Boyfriend too tired for sex

by

March 30, 2016

Dear Pastor,

I write to you with utmost confidence in your discretion and hope that this email finds you well. My boyfriend and I have been together for two and a half years and we are having a wonderful time building a life together.

However, in the last six to eight months he has not been satisfying me sexually. This frustrates me very much, not because I really want the sex, but because I don't know what has caused the sudden change. In the first 16 months, we couldn't get enough of each other. And although I expected, that after some time things would have boiled down, I wasn't anticipating it to be this early. We are both in our early 20s and have already accomplished quite a bit together, but his seemingly lack of interest in sex baffles me.

We have spoken about marriage and he expressed that he is not yet ready. But how are we to progress to that when, in such a short time, he seems to have lost interest in one of the main areas of a relationship. I asked him about it a number of times, and each time he says he's just tired physically. But I don't know how I feel about that answer. That causes me to wonder if he is actually tired of having me.

The worst part about the situation is that when we do have sex, he lasts between five and 10 minutes, and then he reaches his pleasure even when I haven't.

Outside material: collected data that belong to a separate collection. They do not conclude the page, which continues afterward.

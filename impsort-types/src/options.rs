//! Raw, unvalidated options as a host or config file supplies them.
//!
//! Every field is optional. Turning this into a usable configuration (defaults, regex
//! compilation, chain validation) is the domain's job; see `impsort_domain::Config`.
//!
//! Deserialization is lenient: a value of the wrong type (`sortDestructuredSpecifiers = "yes"`)
//! becomes `None` with a warning instead of failing the whole document, so the default applies.

use serde::de::IgnoredAny;
use serde::{Deserialize, Deserializer, Serialize};
use tracing::warn;

#[derive(Debug, Clone, Default, PartialEq, Eq, Serialize, Deserialize)]
#[serde(default)]
pub struct RawOptions {
    /// Split external and internal imports (external first).
    #[serde(
        alias = "groupExternalInternal",
        alias = "groups",
        deserialize_with = "lenient"
    )]
    pub group_external_internal: Option<bool>,

    /// Regex source identifying internal module paths.
    #[serde(
        alias = "internalPathPattern",
        alias = "internal_pattern",
        alias = "internalPattern",
        deserialize_with = "lenient"
    )]
    pub internal_path_pattern: Option<String>,

    #[serde(
        alias = "sortStrategyChain",
        alias = "sort_strategies",
        alias = "sortStrategies",
        deserialize_with = "lenient"
    )]
    pub sort_strategy_chain: Option<Vec<RawStrategy>>,

    #[serde(
        alias = "sortDestructuredSpecifiers",
        alias = "sort_destructured_imports",
        alias = "sortDestructuredImports",
        deserialize_with = "lenient"
    )]
    pub sort_destructured_specifiers: Option<bool>,
}

/// A chain entry: either a bare strategy name or `{ strategy, direction }`.
#[derive(Debug, Clone, PartialEq, Eq, Serialize, Deserialize)]
#[serde(untagged)]
pub enum RawStrategy {
    Name(String),
    Entry {
        strategy: String,
        #[serde(
            default,
            deserialize_with = "lenient",
            skip_serializing_if = "Option::is_none"
        )]
        direction: Option<String>,
    },
}

impl RawStrategy {
    pub fn strategy_name(&self) -> &str {
        match self {
            RawStrategy::Name(name) => name,
            RawStrategy::Entry { strategy, .. } => strategy,
        }
    }

    pub fn direction_name(&self) -> Option<&str> {
        match self {
            RawStrategy::Name(_) => None,
            RawStrategy::Entry { direction, .. } => direction.as_deref(),
        }
    }
}

#[derive(Deserialize)]
#[serde(untagged)]
enum Lenient<T> {
    Valid(Option<T>),
    Invalid(#[allow(dead_code)] IgnoredAny),
}

/// `Some` for a well-typed value, `None` for null or anything malformed.
fn lenient<'de, D, T>(deserializer: D) -> Result<Option<T>, D::Error>
where
    D: Deserializer<'de>,
    T: Deserialize<'de>,
{
    Ok(match Lenient::<T>::deserialize(deserializer)? {
        Lenient::Valid(value) => value,
        Lenient::Invalid(_) => {
            warn!(
                expected = std::any::type_name::<T>(),
                "ignoring malformed option value, using default"
            );
            None
        }
    })
}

I anticipate your response with some advice or insight into the matter.

Puzzled Girlfriend

Dear Puzzled Girlfriend,

I think I should point out to you that very often when two people meet and are dating and they begin to have sex, the relationship, and the sex in particular, might be hot, but after a certain amount of time has elapsed, the fire may die down and not even the steam may be felt. A relationship that is built around sex will hardly last. And it does not matter how many different positions the couple have tried.

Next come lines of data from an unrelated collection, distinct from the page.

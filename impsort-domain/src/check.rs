use crate::deriver::derive_diagnostic;
use crate::groups::find_groups;
use crate::options::Config;
use crate::specifiers::{SpecifierSorter, TextSpecifierSorter};
use impsort_types::record::ImportRecord;
use impsort_types::report::Diagnostic;
use tracing::debug;

/// One file's check session.
///
/// The host calls [`record`](Self::record) for every import statement in document order, then
/// [`finish`](Self::finish) exactly once with the full document text. Nothing is analyzed before
/// `finish`.
pub struct ImportOrderCheck<'c> {
    config: &'c Config,
    records: Vec<ImportRecord>,
    sorter: Box<dyn SpecifierSorter>,
}

impl<'c> ImportOrderCheck<'c> {
    pub fn new(config: &'c Config) -> Self {
        Self::with_sorter(config, Box::new(TextSpecifierSorter))
    }

    pub fn with_sorter(config: &'c Config, sorter: Box<dyn SpecifierSorter>) -> Self {
        Self {
            config,
            records: Vec::new(),
            sorter,
        }
    }

    pub fn record(&mut self, record: ImportRecord) {
        self.records.push(record);
    }

    pub fn len(&self) -> usize {
        self.records.len()
    }

    pub fn is_empty(&self) -> bool {
        self.records.is_empty()
    }

    /// At most one diagnostic per group, in document order.
    pub fn finish(self, source: &str) -> Vec<Diagnostic> {
        let groups = find_groups(&self.records, source);
        debug!(
            records = self.records.len(),
            groups = groups.len(),
            "checking import groups"
        );

        groups
            .iter()
            .filter_map(|group| derive_diagnostic(group, self.config, self.sorter.as_ref()))
            .collect()
    }
}

/// Single-call form of [`ImportOrderCheck`].
pub fn check_imports(records: Vec<ImportRecord>, source: &str, config: &Config) -> Vec<Diagnostic> {
    let mut check = ImportOrderCheck::new(config);
    for record in records {
        check.record(record);
    }
    check.finish(source)
}
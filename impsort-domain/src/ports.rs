//! Host-side capabilities the domain writes through.

use impsort_types::record::ByteRange;
use impsort_types::report::Diagnostic;

/// Replaces a byte range of the host's document.
///
/// impsort-domain never touches source text itself; an editor integration or the edit crate's
/// `SourceBuffer` implements this.
pub trait TextFixer {
    type Error;

    fn replace_text_range(&mut self, range: ByteRange, replacement: &str) -> Result<(), Self::Error>;
}

/// Hand a diagnostic's fix to the host. Returns `false` when the diagnostic carries no fix.
pub fn apply_fix<F: TextFixer>(diagnostic: &Diagnostic, fixer: &mut F) -> Result<bool, F::Error> {
    let Some(fix) = &diagnostic.fix else {
        return Ok(false);
    };
    fixer.replace_text_range(fix.range, &fix.replacement)?;
    Ok(true)
}

#[cfg(test)]
mod tests {
    use super::*;
    use impsort_types::edit::TextEdit;
    use impsort_types::report::{Position, ViolationKind, ViolationReport};

    #[derive(Default)]
    struct Recorder {
        calls: Vec<(ByteRange, String)>,
    }

    impl TextFixer for Recorder {
        type Error = std::convert::Infallible;

        fn replace_text_range(
            &mut self,
            range: ByteRange,
            replacement: &str,
        ) -> Result<(), Self::Error> {
            self.calls.push((range, replacement.to_string()));
            Ok(())
        }
    }

    fn diagnostic(fix: Option<TextEdit>) -> Diagnostic {
        let report = ViolationReport {
            kind: ViolationKind::Order,
            expected: "z".to_string(),
            compared_to: "a".to_string(),
            position: Position::After,
            strategy: None,
            direction: None,
        };
        Diagnostic::new(report, Some(ByteRange::new(0, 4)), fix)
    }

    #[test]
    fn forwards_fix_to_host() {
        let mut recorder = Recorder::default();
        let diag = diagnostic(Some(TextEdit::new(ByteRange::new(0, 4), "next")));
        assert_eq!(apply_fix(&diag, &mut recorder), Ok(true));
        assert_eq!(recorder.calls, vec![(ByteRange::new(0, 4), "next".to_string())]);
    }

    #[test]
    fn no_fix_is_not_an_error() {
        let mut recorder = Recorder::default();
        assert_eq!(apply_fix(&diagnostic(None), &mut recorder), Ok(false));
        assert!(recorder.calls.is_empty());
    }
}
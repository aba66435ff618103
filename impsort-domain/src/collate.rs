//! Case- and punctuation-insensitive string collation.
//!
//! Comparison works on a folded key: canonical decomposition with combining marks dropped, then
//! lowercase, with whitespace and punctuation removed. `React`, `react` and `re-act` collate
//! equal; equal keys keep their input order wherever the engine sorts. Significant symbols sort
//! ahead of digits and letters.

use std::cmp::Ordering;
use unicode_normalization::char::is_combining_mark;
use unicode_normalization::UnicodeNormalization;

/// Kept ASCII symbols, in collation order. Each maps to a weight below any printable character.
const SYMBOL_ORDER: [char; 9] = ['`', '^', '+', '<', '=', '>', '|', '~', '$'];

pub fn collation_key(s: &str) -> String {
    s.nfd()
        .filter(|c| !is_combining_mark(*c) && !is_ignorable(*c))
        .flat_map(char::to_lowercase)
        .map(symbol_weight)
        .collect()
}

pub fn compare_collated(a: &str, b: &str) -> Ordering {
    collation_key(a).cmp(&collation_key(b))
}

fn symbol_weight(c: char) -> char {
    SYMBOL_ORDER
        .iter()
        .position(|&symbol| symbol == c)
        .and_then(|i| char::from_u32(i as u32 + 1))
        .unwrap_or(c)
}

fn is_ignorable(c: char) -> bool {
    if c.is_whitespace() {
        return true;
    }
    if c.is_ascii() {
        // Symbols (`$`, `+`, `|`, ...) are significant; only punctuation is ignored.
        return c.is_ascii_punctuation()
            && !matches!(c, '$' | '+' | '<' | '=' | '>' | '^' | '`' | '|' | '~');
    }
    matches!(c, '\u{2010}'..='\u{2027}' | '\u{2030}'..='\u{205E}' | '\u{3001}'..='\u{3003}')
}
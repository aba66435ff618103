use serde::{Deserialize, Serialize};

/// Half-open byte range `[start, end)` into the host's source text.
#[derive(Debug, Clone, Copy, PartialEq, Eq, Hash, Serialize, Deserialize)]
pub struct ByteRange {
    pub start: usize,
    pub end: usize,
}

impl ByteRange {
    pub fn new(start: usize, end: usize) -> Self {
        Self { start, end }
    }

    pub fn len(&self) -> usize {
        self.end.saturating_sub(self.start)
    }

    pub fn is_empty(&self) -> bool {
        self.len() == 0
    }
}

/// One import statement as reported by the host.
///
/// The host keeps ownership of its syntax node; this record only carries what ordering needs.
#[derive(Debug, Clone, PartialEq, Eq, Serialize, Deserialize)]
pub struct ImportRecord {
    /// Module specifier (`'react'`, `'./utils'`), if the host resolved one.
    #[serde(default, skip_serializing_if = "Option::is_none")]
    pub source: Option<String>,

    /// Exact statement text, as it appears in the source.
    pub text: String,

    #[serde(default, skip_serializing_if = "Option::is_none")]
    pub range: Option<ByteRange>,

    /// Local name bound by the first specifier (default, named or namespace).
    #[serde(default, skip_serializing_if = "Option::is_none")]
    pub first_binding: Option<String>,
}

impl ImportRecord {
    pub fn new(source: Option<&str>, text: impl Into<String>, range: Option<ByteRange>) -> Self {
        Self {
            source: source.map(str::to_string),
            text: text.into(),
            range,
            first_binding: None,
        }
    }

    pub fn with_first_binding(mut self, binding: impl Into<String>) -> Self {
        self.first_binding = Some(binding.into());
        self
    }

    pub fn source_or_empty(&self) -> &str {
        self.source.as_deref().unwrap_or("")
    }
}
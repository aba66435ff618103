use crate::record::ByteRange;
use serde::{Deserialize, Serialize};

/// Replace the bytes in `range` with `replacement`.
#[derive(Debug, Clone, PartialEq, Eq, Serialize, Deserialize)]
pub struct TextEdit {
    pub range: ByteRange,
    pub replacement: String,
}

impl TextEdit {
    pub fn new(range: ByteRange, replacement: impl Into<String>) -> Self {
        Self {
            range,
            replacement: replacement.into(),
        }
    }
}
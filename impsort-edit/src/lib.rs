//! Edit engine for impsort fixes.
//!
//! - Apply byte-range replacements to source text, all-or-nothing.
//! - Queue fixes through the domain's `TextFixer` port with [`SourceBuffer`].
//! - Guard writes with a sha256 content precondition.
//! - Render unified diffs for `--dry-run`.

pub mod error;

pub use error::{EditError, EditResult, InvalidEditError};

use anyhow::Context;
use camino::{Utf8Path, Utf8PathBuf};
use diffy::PatchFormatter;
use fs_err as fs;
use impsort_domain::TextFixer;
use impsort_types::edit::TextEdit;
use impsort_types::record::ByteRange;
use sha2::{Digest, Sha256};
use tracing::debug;

/// Apply non-overlapping edits to `source`. Edits may come in any order.
pub fn apply_edits(source: &str, edits: &[TextEdit]) -> EditResult<String> {
    let mut ordered: Vec<&TextEdit> = edits.iter().collect();
    ordered.sort_by_key(|e| (e.range.start, e.range.end));

    for edit in &ordered {
        validate_range(source, edit.range)?;
    }
    for pair in ordered.windows(2) {
        let (first, second) = (pair[0].range, pair[1].range);
        if first.end > second.start {
            return Err(InvalidEditError::Overlapping {
                first_start: first.start,
                first_end: first.end,
                second_start: second.start,
                second_end: second.end,
            }
            .into());
        }
    }

    let mut out = source.to_string();
    for edit in ordered.iter().rev() {
        out.replace_range(edit.range.start..edit.range.end, &edit.replacement);
    }
    debug!(edits = edits.len(), before = source.len(), after = out.len(), "applied edits");
    Ok(out)
}

fn validate_range(source: &str, range: ByteRange) -> Result<(), InvalidEditError> {
    if range.start > range.end || range.end > source.len() {
        return Err(InvalidEditError::OutOfBounds {
            start: range.start,
            end: range.end,
            len: source.len(),
        });
    }
    for offset in [range.start, range.end] {
        if !source.is_char_boundary(offset) {
            return Err(InvalidEditError::NotCharBoundary { offset });
        }
    }
    Ok(())
}

/// In-memory document that collects fixes and applies them in one go.
#[derive(Debug, Clone)]
pub struct SourceBuffer {
    original: String,
    edits: Vec<TextEdit>,
}

impl SourceBuffer {
    pub fn new(original: impl Into<String>) -> Self {
        Self {
            original: original.into(),
            edits: Vec::new(),
        }
    }

    pub fn original(&self) -> &str {
        &self.original
    }

    pub fn pending(&self) -> usize {
        self.edits.len()
    }

    /// The text with every queued edit applied.
    pub fn finish(self) -> EditResult<String> {
        apply_edits(&self.original, &self.edits)
    }
}

impl TextFixer for SourceBuffer {
    type Error = EditError;

    fn replace_text_range(&mut self, range: ByteRange, replacement: &str) -> EditResult<()> {
        validate_range(&self.original, range)?;
        self.edits.push(TextEdit::new(range, replacement));
        Ok(())
    }
}

pub fn sha256_hex(bytes: &[u8]) -> String {
    let mut hasher = Sha256::new();
    hasher.update(bytes);
    hex::encode(hasher.finalize())
}

/// Content hash of a file, captured when it was read for checking.
#[derive(Debug, Clone, PartialEq, Eq)]
pub struct Precondition {
    pub path: Utf8PathBuf,
    pub sha256: String,
}

impl Precondition {
    pub fn of_contents(path: &Utf8Path, contents: &str) -> Self {
        Self {
            path: path.to_path_buf(),
            sha256: sha256_hex(contents.as_bytes()),
        }
    }

    /// Read the file now and remember its hash.
    pub fn capture(path: &Utf8Path) -> EditResult<Self> {
        let bytes = fs::read(path).with_context(|| format!("read {}", path))?;
        Ok(Self {
            path: path.to_path_buf(),
            sha256: sha256_hex(&bytes),
        })
    }

    pub fn verify(&self) -> EditResult<()> {
        let bytes = fs::read(&self.path).with_context(|| format!("read {}", self.path))?;
        let actual = sha256_hex(&bytes);
        if actual != self.sha256 {
            return Err(EditError::PreconditionMismatch {
                message: format!(
                    "{}: sha mismatch: expected {}, got {actual}",
                    self.path, self.sha256
                ),
            });
        }
        Ok(())
    }
}

/// Write fixed contents after checking the file is still what was checked.
pub fn write_fixed(precondition: &Precondition, contents: &str) -> EditResult<()> {
    precondition.verify()?;
    fs::write(&precondition.path, contents)
        .with_context(|| format!("write {}", precondition.path))?;
    debug!(path = %precondition.path, bytes = contents.len(), "wrote fixed file");
    Ok(())
}

/// Git-style unified diff of one file; empty when nothing changed.
pub fn render_patch(path: &Utf8Path, before: &str, after: &str) -> String {
    if before == after {
        return String::new();
    }

    let mut out = String::new();
    let formatter = PatchFormatter::new();
    out.push_str(&format!("diff --git a/{0} b/{0}\n", path));
    out.push_str(&format!("--- a/{0}\n+++ b/{0}\n", path));

    let patch = diffy::create_patch(before, after);
    let body = formatter.fmt_patch(&patch).to_string();
    // diffy prints its own `---`/`+++` header; keep only the hunks.
    let hunks = body.find("@@").map_or(body.as_str(), |at| &body[at..]);
    out.push_str(hunks);
    if !out.ends_with('\n') {
        out.push('\n');
    }
    out
}

#[cfg(test)]
mod tests {
    use super::*;
    use pretty_assertions::assert_eq;

    #[test]
    fn sha256_of_empty_input() {
        assert_eq!(
            sha256_hex(b""),
            "e3b0c44298fc1c149afbf4c8996fb92427ae41e4649b934ca495991b7852b855"
        );
    }

    #[test]
    fn patch_has_git_header_and_hunks() {
        let patch = render_patch(
            Utf8Path::new("src/app.ts"),
            "import z from 'z';\nimport a from 'a';\n",
            "import a from 'a';\nimport z from 'z';\n",
        );
        assert!(patch.starts_with("diff --git a/src/app.ts b/src/app.ts\n--- a/src/app.ts\n+++ b/src/app.ts\n@@"));
        assert!(patch.contains("-import z from 'z';\n"));
        assert!(patch.contains("+import a from 'a';\n"));
        assert_eq!(patch.matches("+++").count(), 1);
    }

    #[test]
    fn unchanged_text_has_empty_patch() {
        assert_eq!(render_patch(Utf8Path::new("a.ts"), "same\n", "same\n"), "");
    }

    #[test]
    fn buffer_rejects_out_of_range_fix_immediately() {
        let mut buffer = SourceBuffer::new("abc");
        let err = buffer
            .replace_text_range(ByteRange::new(1, 9), "x")
            .expect_err("out of range");
        assert!(matches!(
            err,
            EditError::InvalidEdit(InvalidEditError::OutOfBounds { .. })
        ));
        assert_eq!(buffer.pending(), 0);
    }
}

I gather from your letter that you love this man, but he has gotten tired. He has put out his best, but his best is not good enough for you, you want more. And I can understand why you are questioning how he can say that he would marry you when he does not have the stamina to satisfy you in bed. Sex is what you want more than anything else and he is coming up short.

Both of you are in your early 20s, so there is still hope for this relationship if both of you genuinely love each other. Both of you should sit and discuss your future and plan together. Don't even mention the matter of sex. You give the impression that you are hot. I don't mean that you are bad, but you don't understand that a relationship is much more than just sex. Give this relationship time to grow and you will be surprised that if your attitude is right, your boyfriend will get to love you more and would not want you out of his sight. I say no more.